• _Requirement_:
Copy each line of the entries that includes the word "level".

• _Saved data entries_:
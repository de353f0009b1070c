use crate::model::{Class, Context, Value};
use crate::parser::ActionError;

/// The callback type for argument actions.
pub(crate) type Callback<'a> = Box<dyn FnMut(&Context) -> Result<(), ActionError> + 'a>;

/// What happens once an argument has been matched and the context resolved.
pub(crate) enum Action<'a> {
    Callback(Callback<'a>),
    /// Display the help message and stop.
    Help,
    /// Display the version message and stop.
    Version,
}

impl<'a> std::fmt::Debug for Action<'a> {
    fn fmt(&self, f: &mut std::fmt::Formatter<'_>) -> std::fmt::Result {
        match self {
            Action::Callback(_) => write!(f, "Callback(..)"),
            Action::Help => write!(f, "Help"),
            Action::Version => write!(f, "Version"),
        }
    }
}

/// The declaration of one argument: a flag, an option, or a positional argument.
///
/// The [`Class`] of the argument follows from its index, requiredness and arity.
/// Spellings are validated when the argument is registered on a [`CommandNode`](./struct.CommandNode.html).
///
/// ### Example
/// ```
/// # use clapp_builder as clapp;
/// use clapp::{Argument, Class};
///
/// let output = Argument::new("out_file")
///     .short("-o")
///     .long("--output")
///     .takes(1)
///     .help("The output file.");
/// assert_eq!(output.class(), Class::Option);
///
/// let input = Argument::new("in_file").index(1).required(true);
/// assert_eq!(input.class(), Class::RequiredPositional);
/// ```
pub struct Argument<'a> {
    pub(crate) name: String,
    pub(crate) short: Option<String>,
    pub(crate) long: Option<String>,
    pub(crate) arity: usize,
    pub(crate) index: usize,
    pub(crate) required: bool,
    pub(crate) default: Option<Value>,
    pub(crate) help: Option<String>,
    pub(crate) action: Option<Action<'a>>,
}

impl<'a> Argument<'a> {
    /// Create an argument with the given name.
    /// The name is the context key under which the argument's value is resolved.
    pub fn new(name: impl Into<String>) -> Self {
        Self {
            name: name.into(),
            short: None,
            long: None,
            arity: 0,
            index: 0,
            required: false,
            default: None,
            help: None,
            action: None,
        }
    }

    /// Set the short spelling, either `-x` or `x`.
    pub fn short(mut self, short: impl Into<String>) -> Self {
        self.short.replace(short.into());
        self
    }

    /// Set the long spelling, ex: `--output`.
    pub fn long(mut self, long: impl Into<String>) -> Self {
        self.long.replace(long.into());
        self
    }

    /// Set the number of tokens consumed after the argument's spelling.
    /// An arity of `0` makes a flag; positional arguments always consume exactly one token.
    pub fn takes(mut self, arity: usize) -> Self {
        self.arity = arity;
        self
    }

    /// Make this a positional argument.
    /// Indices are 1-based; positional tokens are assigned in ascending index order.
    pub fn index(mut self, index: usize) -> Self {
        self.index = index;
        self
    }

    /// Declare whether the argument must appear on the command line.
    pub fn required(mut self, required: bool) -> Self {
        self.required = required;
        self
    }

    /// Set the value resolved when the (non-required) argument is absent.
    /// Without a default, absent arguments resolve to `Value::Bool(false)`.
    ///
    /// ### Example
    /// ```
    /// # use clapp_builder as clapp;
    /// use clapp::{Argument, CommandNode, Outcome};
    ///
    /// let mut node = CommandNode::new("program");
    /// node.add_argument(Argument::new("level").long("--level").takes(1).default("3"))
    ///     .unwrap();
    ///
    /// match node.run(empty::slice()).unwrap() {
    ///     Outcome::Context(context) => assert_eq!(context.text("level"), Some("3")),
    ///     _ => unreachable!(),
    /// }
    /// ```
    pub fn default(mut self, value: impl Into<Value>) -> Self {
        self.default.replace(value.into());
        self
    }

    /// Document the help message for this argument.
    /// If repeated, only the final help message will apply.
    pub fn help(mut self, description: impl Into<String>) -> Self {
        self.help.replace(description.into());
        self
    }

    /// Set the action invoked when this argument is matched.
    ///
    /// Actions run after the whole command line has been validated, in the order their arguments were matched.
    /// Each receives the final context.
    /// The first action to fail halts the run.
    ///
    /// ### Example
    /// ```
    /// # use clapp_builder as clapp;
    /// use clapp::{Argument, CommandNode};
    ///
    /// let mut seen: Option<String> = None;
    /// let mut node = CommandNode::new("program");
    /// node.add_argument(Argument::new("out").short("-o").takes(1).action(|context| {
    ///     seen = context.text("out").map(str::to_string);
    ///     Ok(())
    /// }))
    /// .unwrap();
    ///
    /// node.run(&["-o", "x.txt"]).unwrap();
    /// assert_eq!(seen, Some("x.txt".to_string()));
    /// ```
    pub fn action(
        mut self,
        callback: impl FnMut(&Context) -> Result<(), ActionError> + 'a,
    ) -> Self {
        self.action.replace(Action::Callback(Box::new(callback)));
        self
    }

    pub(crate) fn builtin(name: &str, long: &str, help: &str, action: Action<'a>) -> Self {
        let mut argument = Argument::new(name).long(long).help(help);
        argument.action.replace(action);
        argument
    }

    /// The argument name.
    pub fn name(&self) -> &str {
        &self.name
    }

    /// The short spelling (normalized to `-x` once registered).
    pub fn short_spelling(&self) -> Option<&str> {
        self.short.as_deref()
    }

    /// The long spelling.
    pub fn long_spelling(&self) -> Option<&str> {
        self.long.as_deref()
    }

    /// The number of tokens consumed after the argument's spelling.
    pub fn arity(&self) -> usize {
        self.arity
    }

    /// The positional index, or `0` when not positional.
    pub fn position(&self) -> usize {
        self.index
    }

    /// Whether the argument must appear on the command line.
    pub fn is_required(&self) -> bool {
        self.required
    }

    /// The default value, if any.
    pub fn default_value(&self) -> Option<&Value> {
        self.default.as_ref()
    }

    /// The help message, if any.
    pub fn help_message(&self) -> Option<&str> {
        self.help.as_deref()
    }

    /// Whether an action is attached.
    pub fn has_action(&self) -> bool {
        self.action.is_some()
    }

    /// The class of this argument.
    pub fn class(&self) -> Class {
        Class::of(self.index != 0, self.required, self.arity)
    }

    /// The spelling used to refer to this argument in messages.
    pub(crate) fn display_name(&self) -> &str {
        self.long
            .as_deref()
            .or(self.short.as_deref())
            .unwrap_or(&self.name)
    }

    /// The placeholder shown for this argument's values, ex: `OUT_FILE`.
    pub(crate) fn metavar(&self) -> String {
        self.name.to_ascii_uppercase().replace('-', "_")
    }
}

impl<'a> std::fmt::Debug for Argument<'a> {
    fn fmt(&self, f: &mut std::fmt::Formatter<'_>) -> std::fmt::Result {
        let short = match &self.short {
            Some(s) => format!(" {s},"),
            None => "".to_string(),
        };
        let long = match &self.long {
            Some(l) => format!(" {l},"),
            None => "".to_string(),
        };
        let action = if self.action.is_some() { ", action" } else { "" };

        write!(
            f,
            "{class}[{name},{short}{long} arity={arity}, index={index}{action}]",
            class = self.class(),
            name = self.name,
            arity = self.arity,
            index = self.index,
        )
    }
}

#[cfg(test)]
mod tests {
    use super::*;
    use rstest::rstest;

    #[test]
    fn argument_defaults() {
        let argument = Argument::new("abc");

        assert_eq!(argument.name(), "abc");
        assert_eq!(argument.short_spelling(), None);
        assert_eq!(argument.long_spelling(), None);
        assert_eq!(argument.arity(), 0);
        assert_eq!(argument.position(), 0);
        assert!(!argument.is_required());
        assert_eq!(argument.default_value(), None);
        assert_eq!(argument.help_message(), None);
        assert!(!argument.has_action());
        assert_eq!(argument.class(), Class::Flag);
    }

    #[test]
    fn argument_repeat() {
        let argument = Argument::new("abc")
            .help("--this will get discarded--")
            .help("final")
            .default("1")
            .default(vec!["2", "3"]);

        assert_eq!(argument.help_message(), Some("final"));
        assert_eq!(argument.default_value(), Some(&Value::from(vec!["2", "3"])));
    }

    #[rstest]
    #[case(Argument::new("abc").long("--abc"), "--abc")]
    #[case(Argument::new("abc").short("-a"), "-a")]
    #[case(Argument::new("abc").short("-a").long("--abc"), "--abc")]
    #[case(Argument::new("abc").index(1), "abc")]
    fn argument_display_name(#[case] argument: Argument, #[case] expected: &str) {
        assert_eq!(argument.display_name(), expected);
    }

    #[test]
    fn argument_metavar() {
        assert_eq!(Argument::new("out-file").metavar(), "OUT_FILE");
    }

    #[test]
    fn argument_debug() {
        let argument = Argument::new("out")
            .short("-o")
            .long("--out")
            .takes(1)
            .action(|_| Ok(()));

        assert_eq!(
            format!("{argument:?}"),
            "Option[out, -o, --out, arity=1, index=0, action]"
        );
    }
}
==
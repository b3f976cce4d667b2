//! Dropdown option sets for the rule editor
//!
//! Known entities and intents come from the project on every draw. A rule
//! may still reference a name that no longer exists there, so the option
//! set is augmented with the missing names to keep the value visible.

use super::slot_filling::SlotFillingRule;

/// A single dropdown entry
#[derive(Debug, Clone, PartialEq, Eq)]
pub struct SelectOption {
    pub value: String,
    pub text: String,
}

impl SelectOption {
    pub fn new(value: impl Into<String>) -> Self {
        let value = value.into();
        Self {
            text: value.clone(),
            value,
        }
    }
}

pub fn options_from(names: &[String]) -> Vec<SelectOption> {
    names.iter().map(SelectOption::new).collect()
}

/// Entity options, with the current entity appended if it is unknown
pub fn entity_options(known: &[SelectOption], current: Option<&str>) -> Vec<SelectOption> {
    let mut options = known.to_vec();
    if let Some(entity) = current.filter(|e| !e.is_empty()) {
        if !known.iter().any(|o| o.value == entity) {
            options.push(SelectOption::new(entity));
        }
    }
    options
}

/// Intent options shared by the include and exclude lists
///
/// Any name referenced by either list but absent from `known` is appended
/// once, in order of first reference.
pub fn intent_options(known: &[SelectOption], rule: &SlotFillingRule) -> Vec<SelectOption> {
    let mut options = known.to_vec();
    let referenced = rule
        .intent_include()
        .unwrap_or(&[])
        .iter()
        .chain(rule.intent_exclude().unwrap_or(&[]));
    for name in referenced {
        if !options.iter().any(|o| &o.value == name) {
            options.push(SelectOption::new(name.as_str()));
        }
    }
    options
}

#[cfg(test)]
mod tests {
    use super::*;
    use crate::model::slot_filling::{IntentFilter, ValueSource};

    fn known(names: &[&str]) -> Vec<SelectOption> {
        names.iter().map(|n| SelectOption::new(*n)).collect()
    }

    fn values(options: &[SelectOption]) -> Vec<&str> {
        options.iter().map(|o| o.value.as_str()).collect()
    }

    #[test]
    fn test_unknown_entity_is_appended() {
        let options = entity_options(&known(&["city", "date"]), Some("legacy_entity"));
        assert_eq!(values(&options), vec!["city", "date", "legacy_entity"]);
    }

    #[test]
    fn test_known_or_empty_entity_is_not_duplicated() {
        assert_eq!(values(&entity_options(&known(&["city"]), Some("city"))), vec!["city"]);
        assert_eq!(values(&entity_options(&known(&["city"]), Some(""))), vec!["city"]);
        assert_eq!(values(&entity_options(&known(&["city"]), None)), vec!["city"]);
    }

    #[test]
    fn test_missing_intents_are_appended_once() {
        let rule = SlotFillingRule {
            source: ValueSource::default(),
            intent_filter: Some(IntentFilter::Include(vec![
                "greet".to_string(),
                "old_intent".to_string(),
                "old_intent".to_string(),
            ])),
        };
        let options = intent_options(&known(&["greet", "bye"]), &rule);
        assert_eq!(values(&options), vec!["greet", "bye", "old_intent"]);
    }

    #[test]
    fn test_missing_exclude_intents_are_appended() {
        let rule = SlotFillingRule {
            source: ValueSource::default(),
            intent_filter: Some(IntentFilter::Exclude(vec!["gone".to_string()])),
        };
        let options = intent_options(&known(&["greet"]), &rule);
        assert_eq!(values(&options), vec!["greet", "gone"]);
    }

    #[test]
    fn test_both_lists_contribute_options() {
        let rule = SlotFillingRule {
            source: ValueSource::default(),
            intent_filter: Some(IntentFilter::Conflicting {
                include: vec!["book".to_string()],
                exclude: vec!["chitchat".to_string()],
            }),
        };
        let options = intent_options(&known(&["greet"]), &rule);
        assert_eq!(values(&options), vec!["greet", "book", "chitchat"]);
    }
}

• _Solution for this task_:
    /// node.add_argument(Argument::new("level").long("--level").takes(1).default("3"))
    ///     Outcome::Context(context) => assert_eq!(context.text("level"), Some("3")),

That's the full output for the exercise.